Я сижу за нашим «погребальным» столом, слева от окна. Мне виден только затылок Бунина. Я не знаю, какое у него выражение лица. Я не решаюсь встать, подойти к нему, заглянуть в его глаза, я не решаюсь даже сказать:
– Иван Алексеевич, простите. Я не хотела. Не сердитесь…
Но он поворачивается ко мне, задумчиво смотрит на меня. И вдруг улыбается своей чуть насмешливой улыбкой.
– Оказывается – только в мечтах, – говорит он, разводя руками. – Вот я себя проверил. Все случаи до одного. И вижу, нет, я никогда не мог застрелиться. Хотя тогда был уверен – могу. А теперь вижу – нет, последней жажды смерти у меня никогда не было. Я всегда откладывал на потом. Нетерпения – скорее, скорее покончить со всем этим – не было. Всегда хотелось еще немного, хоть день, хоть ночь прожить еще.
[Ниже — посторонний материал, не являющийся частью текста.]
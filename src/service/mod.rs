//! Service layer: lifecycle coordination over the shared matchmaking state.

pub mod chat;

pub use chat::{ChatService, RelayStats};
Я слишком страстно люблю жизнь и всегда любил.
Он снова достает табак из кармана халата, аккуратно скручивает папироску и, закурив, продолжает, глядя на меня, а не в окно:
– В сущности, я был очень несчастен в ранней молодости. Хотя я, как редко кто, расположен к счастью. Казалось бы, как в молодости не быть счастливым? Но столько противоречивых страстей терзали, просто рвали меня на куски. К тому же бедность. И характер у меня тяжелый. Не только для других, но и для меня самого. Мне с собой не всегда легко. A «vivre loin de moi-même»[112], как жил, по его словам, Анатоль Франс, – не могу, не научился. Прав Малларме: «Поэт должен быть несчастен». А я все-таки, хотя вы с Болгарином и не признаете моих стихов, прежде всего поэт. Поэт! А уж потом только прозаик.
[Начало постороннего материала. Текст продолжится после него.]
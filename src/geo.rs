//! Best-effort geolocation of connection origins.
//!
//! An external collaborator queried once per connection for log metadata.
//! Lookups never gate connection acceptance: any failure (network error,
//! timeout, malformed body, disabled lookup) yields [`GeoInfo::default`]
//! with every field set to `"Unknown"`.

use std::net::IpAddr;

use serde::Deserialize;

use crate::config::RelayConfig;
use crate::error::RelayError;

/// City/region/country strings for a connection's origin address.
#[derive(Debug, Clone, PartialEq, Eq)]
pub struct GeoInfo {
    /// Origin city.
    pub city: String,
    /// Origin region or state.
    pub region: String,
    /// Origin country code.
    pub country: String,
}

impl Default for GeoInfo {
    fn default() -> Self {
        Self {
            city: "Unknown".to_string(),
            region: "Unknown".to_string(),
            country: "Unknown".to_string(),
        }
    }
}

/// Wire shape of an ipinfo.io-style response. All fields optional; absent
/// ones fall back to `"Unknown"`.
#[derive(Debug, Deserialize)]
struct GeoResponse {
    #[serde(default)]
    city: Option<String>,
    #[serde(default)]
    region: Option<String>,
    #[serde(default)]
    country: Option<String>,
}

impl From<GeoResponse> for GeoInfo {
    fn from(resp: GeoResponse) -> Self {
        let unknown = || "Unknown".to_string();
        Self {
            city: resp.city.unwrap_or_else(unknown),
            region: resp.region.unwrap_or_else(unknown),
            country: resp.country.unwrap_or_else(unknown),
        }
    }
}

/// HTTP client for the geolocation collaborator.
#[derive(Debug)]
pub struct GeoLocator {
    client: reqwest::Client,
    base_url: String,
    enabled: bool,
}

impl GeoLocator {
    /// Creates a locator from the relay configuration.
    ///
    /// # Errors
    ///
    /// Returns [`RelayError::Internal`] if the underlying HTTP client
    /// cannot be constructed.
    pub fn new(config: &RelayConfig) -> Result<Self, RelayError> {
        let client = reqwest::Client::builder()
            .timeout(std::time::Duration::from_secs(config.geo_timeout_secs))
            .build()
            .map_err(|e| RelayError::Internal(format!("geo client init failed: {e}")))?;
        Ok(Self {
            client,
            base_url: config.geo_base_url.trim_end_matches('/').to_string(),
            enabled: config.geo_lookup_enabled,
        })
    }

    /// Looks up geolocation for an origin IP, best-effort.
    ///
    /// Returns the default `"Unknown"` info when lookup is disabled, the
    /// address is missing or loopback, or the request fails in any way.
    pub async fn lookup(&self, ip: Option<IpAddr>) -> GeoInfo {
        let Some(ip) = ip else {
            return GeoInfo::default();
        };
        if !self.enabled || ip.is_loopback() {
            return GeoInfo::default();
        }

        let url = format!("{}/{ip}/json", self.base_url);
        match self.fetch(&url).await {
            Ok(info) => info,
            Err(e) => {
                tracing::debug!(%ip, error = %e, "geolocation lookup failed");
                GeoInfo::default()
            }
        }
    }

    async fn fetch(&self, url: &str) -> Result<GeoInfo, reqwest::Error> {
        let resp: GeoResponse = self.client.get(url).send().await?.json().await?;
        Ok(resp.into())
    }
}

#[cfg(test)]
#[allow(clippy::panic)]
mod tests {
    use super::*;

    fn make_locator(enabled: bool) -> GeoLocator {
        let config = RelayConfig {
            geo_lookup_enabled: enabled,
            ..RelayConfig::default()
        };
        let Ok(locator) = GeoLocator::new(&config) else {
            panic!("locator construction failed");
        };
        locator
    }

    #[tokio::test]
    async fn disabled_lookup_returns_unknown() {
        let locator = make_locator(false);
        let info = locator.lookup(Some(IpAddr::from([8, 8, 8, 8]))).await;
        assert_eq!(info, GeoInfo::default());
    }

    #[tokio::test]
    async fn missing_address_returns_unknown() {
        let locator = make_locator(true);
        assert_eq!(locator.lookup(None).await, GeoInfo::default());
    }

    #[tokio::test]
    async fn loopback_is_never_queried() {
        let locator = make_locator(true);
        let info = locator.lookup(Some(IpAddr::from([127, 0, 0, 1]))).await;
        assert_eq!(info, GeoInfo::default());
    }

    #[test]
    fn response_fields_default_to_unknown() {
        let resp: GeoResponse = serde_json::from_str(r#"{"city": "Oslo"}"#)
            .ok()
            .unwrap_or_else(|| panic!("parse failed"));
        let info = GeoInfo::from(resp);
        assert_eq!(info.city, "Oslo");
        assert_eq!(info.region, "Unknown");
        assert_eq!(info.country, "Unknown");
    }
}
Он смотрит на меня с вызовом и явно готов отпарировать какой-нибудь выпад вроде: «Нет, я не согласна. Вы – прозаик. И стихи ваши – стихи прозаика. Ведь и Тургенев писал стихи. И неплохо. Хотя бы „Утро туманное“».
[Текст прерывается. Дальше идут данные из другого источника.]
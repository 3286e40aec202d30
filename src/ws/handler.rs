//! Axum WebSocket upgrade handler.

use std::net::SocketAddr;

use axum::extract::ws::WebSocketUpgrade;
use axum::extract::{ConnectInfo, Path, State};
use axum::http::header::USER_AGENT;
use axum::http::HeaderMap;
use axum::response::{IntoResponse, Response};

use super::connection::run_connection;
use crate::app_state::AppState;
use crate::domain::UserId;
use crate::error::RelayError;

/// `GET /ws/{user_id}` — Upgrade to a WebSocket for the given user.
///
/// A duplicate live id is refused with `409 Conflict` before the upgrade;
/// registration inside the connection task remains the authoritative check.
pub async fn ws_handler(
    ws: WebSocketUpgrade,
    Path(user_id): Path<u64>,
    State(state): State<AppState>,
    ConnectInfo(addr): ConnectInfo<SocketAddr>,
    headers: HeaderMap,
) -> Response {
    let user_id = UserId::new(user_id);

    if state.chat.is_registered(user_id).await {
        return RelayError::DuplicateConnection(user_id).into_response();
    }

    let client_info = headers
        .get(USER_AGENT)
        .and_then(|v| v.to_str().ok())
        .unwrap_or_default()
        .to_string();

    ws.on_upgrade(move |socket| {
        run_connection(socket, user_id, state, Some(addr), client_info)
    })
}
Но мы уже не раз спорили об этом. Я молчу. И он, сделав паузу и убедившись, что возражений не будет, продолжает:
– Вот я говорю по трафарету – поэту полагается быть несчастным. Вздор, совсем не полагается, совсем не обязательно. Даже напротив. Счастье тоже может вести к поэзии. И к святости. Я в этом глубоко уверен. Ведь – опять же по трафарету – одни страдания ведут к святости. Надо как-то оправдать и облагородить, украсить страдания – вот и делают их лестницей, по которой поднимаешься на небо к поэзии и святости. А мне иногда до слез жаль, что длительно счастлив я никогда не был. Только вспышками. Минутами. Гете говорил, что он за всю жизнь был счастлив всего лишь семь минут. Я все-таки, пожалуй, наберу, наберу счастливых минут на полчаса – если с детства считать. Ведь я очень, до страсти, любил свою мать.
– А когда вы получили Нобелевскую премию? Неужели вы и тогда?..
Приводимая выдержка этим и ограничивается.